Point is, I think I’ll be fine whatever happens. I have a lot of optimism about the future even if the daily grind might seem a bit much.

And still…I’m hacking away at Origins. The book will become monstrous. Well, monstrous in the sense that it will be much longer than the projected 40,000 words. Something more like 60. The readers will get more bang for their buck, but I feel like I need at least that long to tell the story without rushing it. A lot of Apocalypse was rushed because I wanted to keep it short. It made it very action-packed, but at the same time it caused some of the characters to get written off the stage quite early. In Origins, I’m hoping to juggle all the story lines and plots effectively, trying to find that right balance between the characters and action.

After posting this I plan on hitting the keyboard again. I’m going to do some night writing, which I don’t do too often these days except on weekends. I’m feeling up to it, so why not? I just woke up from a short nap so I think I can manage.

Writing is kind of a weird. It balances working in silence and promoting the crap out of what you’re doing once it’s done. I probably advertise/talk about my writing more than the average writer, but it’s because I find it interesting (even if others don’t). Right now, I’m in that phase where I’m not being noticed. A writer is by nature a desperate person. I don’t really know why but that seems to be the trend. I’m getting better at it, though. I’m starting to have more confidence in my words and stories and not taking things so personally when flaws are pointed out or it’s not 100 percent (because it never will be). As long as I can put out the best possible story I can in the time I’ve given myself, I think I’m glad. I’m grateful for all that I’ve learned about  trying to make a professional product/platform, and I’m still building both as I write this. I only wish I had more time for it.
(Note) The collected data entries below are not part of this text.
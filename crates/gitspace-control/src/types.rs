//! Request types and configuration for control plane operations.

use std::time::Duration;

use gitspace_infra::{GitspacePort, PortProtocol};
use gitspace_store::IdeType;
use serde::{Deserialize, Serialize};

/// Action a user can request on a gitspace.
#[derive(Debug, Clone, Copy, PartialEq, Eq, Hash, Serialize, Deserialize)]
#[serde(rename_all = "snake_case")]
pub enum GitspaceActionType {
    /// Provision infrastructure and bring the IDE up.
    Start,
    /// Stop infrastructure, keeping user data.
    Stop,
    /// Mark the gitspace for deletion and release all infrastructure.
    Delete,
}

impl GitspaceActionType {
    /// Stable string form used in logs.
    #[must_use]
    pub const fn as_str(self) -> &'static str {
        match self {
            Self::Start => "start",
            Self::Stop => "stop",
            Self::Delete => "delete",
        }
    }
}

/// A user request to act on a gitspace.
#[derive(Debug, Clone, Serialize, Deserialize)]
pub struct ActionRequest {
    /// Requested action.
    pub action: GitspaceActionType,
    /// Gitspace config identifier.
    pub identifier: String,
    /// Path of the owning space. Required.
    #[serde(default)]
    pub space_ref: Option<String>,
}

impl ActionRequest {
    /// Build a request for a gitspace in a space.
    #[must_use]
    pub fn new(
        action: GitspaceActionType,
        space_ref: impl Into<String>,
        identifier: impl Into<String>,
    ) -> Self {
        Self {
            action,
            identifier: identifier.into(),
            space_ref: Some(space_ref.into()),
        }
    }
}

/// Options carried into an infrastructure trigger.
#[derive(Debug, Clone, Default)]
pub struct InfraEventOpts {
    /// Ports the gitspace needs exposed.
    pub required_ports: Vec<GitspacePort>,
    /// Whether deprovisioning may remove storage holding user data.
    pub delete_user_data: bool,
}

/// Port the browser IDE is served on inside the gitspace.
pub const VS_CODE_WEB_PORT: u16 = 8089;
/// SSH port desktop IDEs connect to inside the gitspace.
pub const SSH_PORT: u16 = 8088;

/// Ports an IDE needs exposed.
#[must_use]
pub fn ide_ports(ide: IdeType) -> Vec<GitspacePort> {
    match ide {
        IdeType::VsCodeWeb => vec![GitspacePort {
            port: VS_CODE_WEB_PORT,
            protocol: PortProtocol::Http,
        }],
        IdeType::VsCode | IdeType::Intellij => vec![GitspacePort {
            port: SSH_PORT,
            protocol: PortProtocol::Ssh,
        }],
    }
}

/// Configuration for the control plane service.
#[derive(Debug, Clone)]
pub struct ControlConfig {
    /// How long an instance may sit in a busy state before it is considered stuck (seconds).
    pub busy_action_timeout_seconds: u64,
    /// How long a pending provisioning record blocks a new attempt (seconds).
    pub pending_provision_timeout_seconds: u64,
    /// Port the gitspace agent listens on in freshly provisioned infrastructure.
    pub agent_port: u16,
    /// Whether SSH traffic is routed through an SSH piper.
    pub use_ssh_piper: bool,
    /// Upper bound on concurrently running background tasks.
    pub max_background_tasks: usize,
}

impl Default for ControlConfig {
    fn default() -> Self {
        Self {
            busy_action_timeout_seconds: 300,       // 5 minutes
            pending_provision_timeout_seconds: 600, // 10 minutes
            agent_port: 8083,
            use_ssh_piper: false,
            max_background_tasks: 32,
        }
    }
}

impl ControlConfig {
    /// Load configuration from environment variables, falling back to defaults.
    #[must_use]
    pub fn from_env() -> Self {
        let mut config = Self::default();

        if let Some(val) = env_parse("GITSPACE_BUSY_ACTION_TIMEOUT_SECS") {
            config.busy_action_timeout_seconds = val;
        }
        if let Some(val) = env_parse("GITSPACE_PENDING_PROVISION_TIMEOUT_SECS") {
            config.pending_provision_timeout_seconds = val;
        }
        if let Some(val) = env_parse("GITSPACE_AGENT_PORT") {
            config.agent_port = val;
        }
        if let Some(val) = env_parse("GITSPACE_USE_SSH_PIPER") {
            config.use_ssh_piper = val;
        }
        if let Some(val) = env_parse::<usize>("GITSPACE_MAX_BACKGROUND_TASKS") {
            config.max_background_tasks = val.max(1);
        }

        config
    }

    /// Busy window as a duration.
    #[must_use]
    pub const fn busy_action_timeout(&self) -> Duration {
        Duration::from_secs(self.busy_action_timeout_seconds)
    }

    /// Pending provisioning window as a duration.
    #[must_use]
    pub const fn pending_provision_timeout(&self) -> Duration {
        Duration::from_secs(self.pending_provision_timeout_seconds)
    }
}

fn env_parse<T: std::str::FromStr>(name: &str) -> Option<T> {
    let raw = std::env::var(name).ok()?;
    match raw.trim().parse() {
        Ok(val) => Some(val),
        Err(_) => {
            tracing::warn!(var = %name, value = %raw, "Ignoring unparsable environment variable");
            None
        }
    }
}
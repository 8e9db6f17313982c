//! Database schema definitions and column families.
//!
//! This module defines the column families used in `RocksDB` storage.

/// Column family names for the `RocksDB` database.
pub mod cf {
    /// Space records, keyed by `space_id`.
    pub const SPACES: &str = "spaces";

    /// Index: space id by path, keyed by the path bytes.
    pub const SPACES_BY_PATH: &str = "spaces_by_path";

    /// Gitspace config records, keyed by `config_id`.
    pub const GITSPACE_CONFIGS: &str = "gitspace_configs";

    /// Index: config id by `space_id || identifier`.
    pub const GITSPACE_CONFIGS_BY_IDENTIFIER: &str = "gitspace_configs_by_identifier";

    /// Gitspace instance records, keyed by `instance_id`.
    pub const GITSPACE_INSTANCES: &str = "gitspace_instances";

    /// Index: instances by config, keyed by `config_id || instance_id`.
    pub const GITSPACE_INSTANCES_BY_CONFIG: &str = "gitspace_instances_by_config";

    /// Provider config records, keyed by `infra_provider_config_id`.
    pub const INFRA_PROVIDER_CONFIGS: &str = "infra_provider_configs";

    /// Provider resource records, keyed by `infra_provider_resource_id`.
    pub const INFRA_PROVIDER_RESOURCES: &str = "infra_provider_resources";

    /// Provider template records, keyed by `infra_provider_template_id`.
    pub const INFRA_PROVIDER_TEMPLATES: &str = "infra_provider_templates";

    /// Index: template id by `space_id || identifier`.
    pub const INFRA_PROVIDER_TEMPLATES_BY_IDENTIFIER: &str =
        "infra_provider_templates_by_identifier";

    /// Provisioned-infrastructure records, keyed by `infra_provisioned_id`.
    pub const INFRA_PROVISIONED: &str = "infra_provisioned";

    /// Index: provisioned records by instance, keyed by `instance_id || infra_provisioned_id`.
    pub const INFRA_PROVISIONED_BY_INSTANCE: &str = "infra_provisioned_by_instance";

    /// Domain event records, keyed by `event_id`.
    pub const GITSPACE_EVENTS: &str = "gitspace_events";

    /// Index: events by entity, keyed by `entity_type || entity_id || event_id`.
    pub const GITSPACE_EVENTS_BY_ENTITY: &str = "gitspace_events_by_entity";

    /// Id sequences, keyed by the name of the column family they allocate for.
    pub const SEQUENCES: &str = "sequences";
}

/// Returns all column family names for database initialization.
#[must_use]
pub fn all_column_families() -> Vec<&'static str> {
    vec![
        cf::SPACES,
        cf::SPACES_BY_PATH,
        cf::GITSPACE_CONFIGS,
        cf::GITSPACE_CONFIGS_BY_IDENTIFIER,
        cf::GITSPACE_INSTANCES,
        cf::GITSPACE_INSTANCES_BY_CONFIG,
        cf::INFRA_PROVIDER_CONFIGS,
        cf::INFRA_PROVIDER_RESOURCES,
        cf::INFRA_PROVIDER_TEMPLATES,
        cf::INFRA_PROVIDER_TEMPLATES_BY_IDENTIFIER,
        cf::INFRA_PROVISIONED,
        cf::INFRA_PROVISIONED_BY_INSTANCE,
        cf::GITSPACE_EVENTS,
        cf::GITSPACE_EVENTS_BY_ENTITY,
        cf::SEQUENCES,
    ]
}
I learned everything I know now just from doing. I was in a rut for a while, both in life and in writing. I’m not sure exactly what it was, but I just couldn’t find the motivation I lacked. Something snapped in me in late November of 2012. I think I recognized that this is what I wanted, and just started doing it – and the more I learned and did it, it became an addition. Any time I experience a small success, it’s a rush. On a day where I don’t get a single sale, it gets me down…until I notice some the next day, and I feel better.

What is success, to me? I’m still trying to figure that out. Definitely the main component is brightening someone’s day by providing an entertaining escape, at least for a little bit. Also part of that is selling more than a few copies a day, not because I want riches, but if I had could support myself from my writing, it would make me really proud. To me that’s a huge accomplishment, because that’s something that’s really hard to do and takes a lot of hard work, talent, dedication, and not giving up. It takes thick skin. Mettle. Gumption, if you will.

But at the same time, I don’t think I’ve earned it yet. I’ve only been seriously doing this for three months now. I don’t think the universe gives us things easily, because then we don’t appreciate them as much. We only appreciate what we have to work for, that way when we point at what we did and what we accomplished, it actually means something when we say, “That thing, over there? Yeah. That was me. It’s pretty neat, huh?”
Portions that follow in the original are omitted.